My floating planters use only a few centimeters of substrate.
I still use some  peat from discarded pots, mix it with Perlite, sand and other calciumcarbonate-free substances. (I test everything with vinegar essence).
Other substrate additives are rotten wood, bark, spruce needles, walnut shells and even a lot old ground coffee on some.

Because the islands swim in water with a low PH, quality of peat is not essential.
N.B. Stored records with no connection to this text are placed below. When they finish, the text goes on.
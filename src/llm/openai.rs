//! OpenAI-compatible HTTP adapter for completions and embeddings.

use std::env;
use std::time::Duration;

use async_trait::async_trait;
use reqwest::Client;
use serde::{Deserialize, Serialize};
use tracing::debug;

use super::{ChatMessage, CompletionModel, EmbeddingModel};
use crate::{Error, Result};

const OPENAI_API_URL: &str = "https://api.openai.com/v1";

/// Longest text accepted per embedding input, in characters.
const MAX_EMBED_CHARS: usize = 8000;

/// Client for any OpenAI-compatible `/chat/completions` + `/embeddings` API.
#[derive(Debug, Clone)]
pub struct OpenAiCompatClient {
    http: Client,
    api_key: String,
    base_url: String,
    model: String,
    embedding_model: String,
    temperature: f32,
    max_tokens: u32,
}

impl OpenAiCompatClient {
    /// Create client from environment variables.
    pub fn from_env() -> Result<Self> {
        let api_key = env::var("OPENAI_API_KEY")
            .map_err(|_| Error::InvalidArgument("OPENAI_API_KEY not set".to_string()))?;
        let mut client = Self::new(api_key)?;
        if let Ok(base_url) = env::var("OPENAI_BASE_URL") {
            client.base_url = base_url;
        }
        Ok(client)
    }

    /// Create client with API key.
    pub fn new<S: Into<String>>(api_key: S) -> Result<Self> {
        let api_key = api_key.into();
        if api_key.trim().is_empty() {
            return Err(Error::InvalidArgument("API key is empty".to_string()));
        }

        let http = Client::builder()
            .user_agent("graph_rag/0.1.0")
            .timeout(Duration::from_secs(120))
            .build()
            .map_err(|e| Error::InvalidArgument(format!("HTTP client error: {}", e)))?;

        Ok(Self {
            http,
            api_key,
            base_url: OPENAI_API_URL.to_string(),
            model: "gpt-4o-mini".to_string(),
            embedding_model: "text-embedding-3-small".to_string(),
            temperature: 0.2,
            max_tokens: 4096,
        })
    }

    pub fn with_base_url(mut self, base_url: impl Into<String>) -> Self {
        self.base_url = base_url.into();
        self
    }

    pub fn with_model(mut self, model: impl Into<String>) -> Self {
        self.model = model.into();
        self
    }

    pub fn with_embedding_model(mut self, model: impl Into<String>) -> Self {
        self.embedding_model = model.into();
        self
    }

    pub fn with_timeout(mut self, timeout: Duration) -> Result<Self> {
        self.http = Client::builder()
            .user_agent("graph_rag/0.1.0")
            .timeout(timeout)
            .build()
            .map_err(|e| Error::InvalidArgument(format!("HTTP client error: {}", e)))?;
        Ok(self)
    }

    async fn chat(&self, messages: Vec<ChatMessage>) -> Result<String> {
        let request = ChatRequest {
            model: self.model.clone(),
            messages,
            temperature: self.temperature,
            max_tokens: self.max_tokens,
        };

        let response = self
            .http
            .post(format!("{}/chat/completions", self.base_url))
            .header("Authorization", format!("Bearer {}", self.api_key))
            .json(&request)
            .send()
            .await
            .map_err(map_transport_error)?;

        let status = response.status();
        let request_id = header_string(&response, "x-request-id");
        let text = response.text().await.map_err(map_transport_error)?;

        if !status.is_success() {
            return Err(Error::LlmStatus {
                status: status.as_u16(),
                request_id,
                body: text,
            });
        }

        let chat_response: ChatResponse = serde_json::from_str(&text)?;
        chat_response
            .choices
            .into_iter()
            .next()
            .and_then(|c| c.message.content)
            .ok_or_else(|| Error::Serialization("empty completion response".to_string()))
    }
}

#[async_trait]
impl CompletionModel for OpenAiCompatClient {
    async fn complete(&self, prompt: &str, history: &[ChatMessage]) -> Result<String> {
        let mut messages = history.to_vec();
        messages.push(ChatMessage::user(prompt));
        self.chat(messages).await
    }
}

#[async_trait]
impl EmbeddingModel for OpenAiCompatClient {
    async fn embed(&self, texts: &[String]) -> Result<Vec<Vec<f32>>> {
        if texts.is_empty() {
            return Ok(Vec::new());
        }

        debug!("Generating embeddings for {} texts", texts.len());

        // Empty inputs get empty vectors without being sent to the API.
        let processed: Vec<String> = texts
            .iter()
            .map(|t| {
                let trimmed = t.trim();
                trimmed.chars().take(MAX_EMBED_CHARS).collect()
            })
            .filter(|t: &String| !t.is_empty())
            .collect();

        if processed.is_empty() {
            return Ok(vec![Vec::new(); texts.len()]);
        }

        let request = EmbeddingRequest {
            model: self.embedding_model.clone(),
            input: processed,
        };

        let response = self
            .http
            .post(format!("{}/embeddings", self.base_url))
            .header("Authorization", format!("Bearer {}", self.api_key))
            .json(&request)
            .send()
            .await
            .map_err(map_transport_error)?;

        let status = response.status();
        let request_id = header_string(&response, "x-request-id");
        let text = response.text().await.map_err(map_transport_error)?;

        if !status.is_success() {
            return Err(Error::LlmStatus {
                status: status.as_u16(),
                request_id,
                body: text,
            });
        }

        let parsed: EmbeddingResponse = serde_json::from_str(&text)?;
        let mut vectors = parsed.data.into_iter().map(|d| d.embedding);

        // Map back to original indices; empty texts keep empty vectors.
        let mut result = Vec::with_capacity(texts.len());
        for text in texts {
            if text.trim().is_empty() {
                result.push(Vec::new());
            } else {
                result.push(vectors.next().unwrap_or_default());
            }
        }
        Ok(result)
    }

    fn dimension(&self) -> usize {
        match self.embedding_model.as_str() {
            "text-embedding-3-small" => 1536,
            "text-embedding-3-large" => 3072,
            "text-embedding-ada-002" => 1536,
            _ => 1536, // default
        }
    }
}

fn map_transport_error(err: reqwest::Error) -> Error {
    if err.is_timeout() {
        Error::LlmTimeout(err.to_string())
    } else if err.is_connect() {
        Error::LlmConnection(err.to_string())
    } else if err.is_decode() {
        Error::Serialization(err.to_string())
    } else {
        Error::LlmConnection(err.to_string())
    }
}

fn header_string(response: &reqwest::Response, name: &str) -> Option<String> {
    response
        .headers()
        .get(name)
        .and_then(|v| v.to_str().ok())
        .map(String::from)
}

#[derive(Debug, Serialize)]
struct ChatRequest {
    model: String,
    messages: Vec<ChatMessage>,
    temperature: f32,
    max_tokens: u32,
}

#[derive(Debug, Deserialize)]
struct ChatResponse {
    choices: Vec<Choice>,
}

#[derive(Debug, Deserialize)]
struct Choice {
    message: ChoiceMessage,
}

#[derive(Debug, Deserialize)]
struct ChoiceMessage {
    content: Option<String>,
}

#[derive(Debug, Serialize)]
struct EmbeddingRequest {
    model: String,
    input: Vec<String>,
}

#[derive(Debug, Deserialize)]
struct EmbeddingResponse {
    data: Vec<EmbeddingData>,
}

#[derive(Debug, Deserialize)]
struct EmbeddingData {
    embedding: Vec<f32>,
}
The rain and the acidic water they float on lowers the PH of the old peat.
Furthermore around most of this floating islands I have set a ring of different species of living Sphagnum from my old bog.

The moss grows very fast (4 to more than 8 times the volume in a year) and provides me with a lot of excess Sphagnum to add to future soils or start new planters. I even have to harvest it to prevent overgrowing the plants especially seedlings on the inner circle.
I will probably never again be in need to buy peat.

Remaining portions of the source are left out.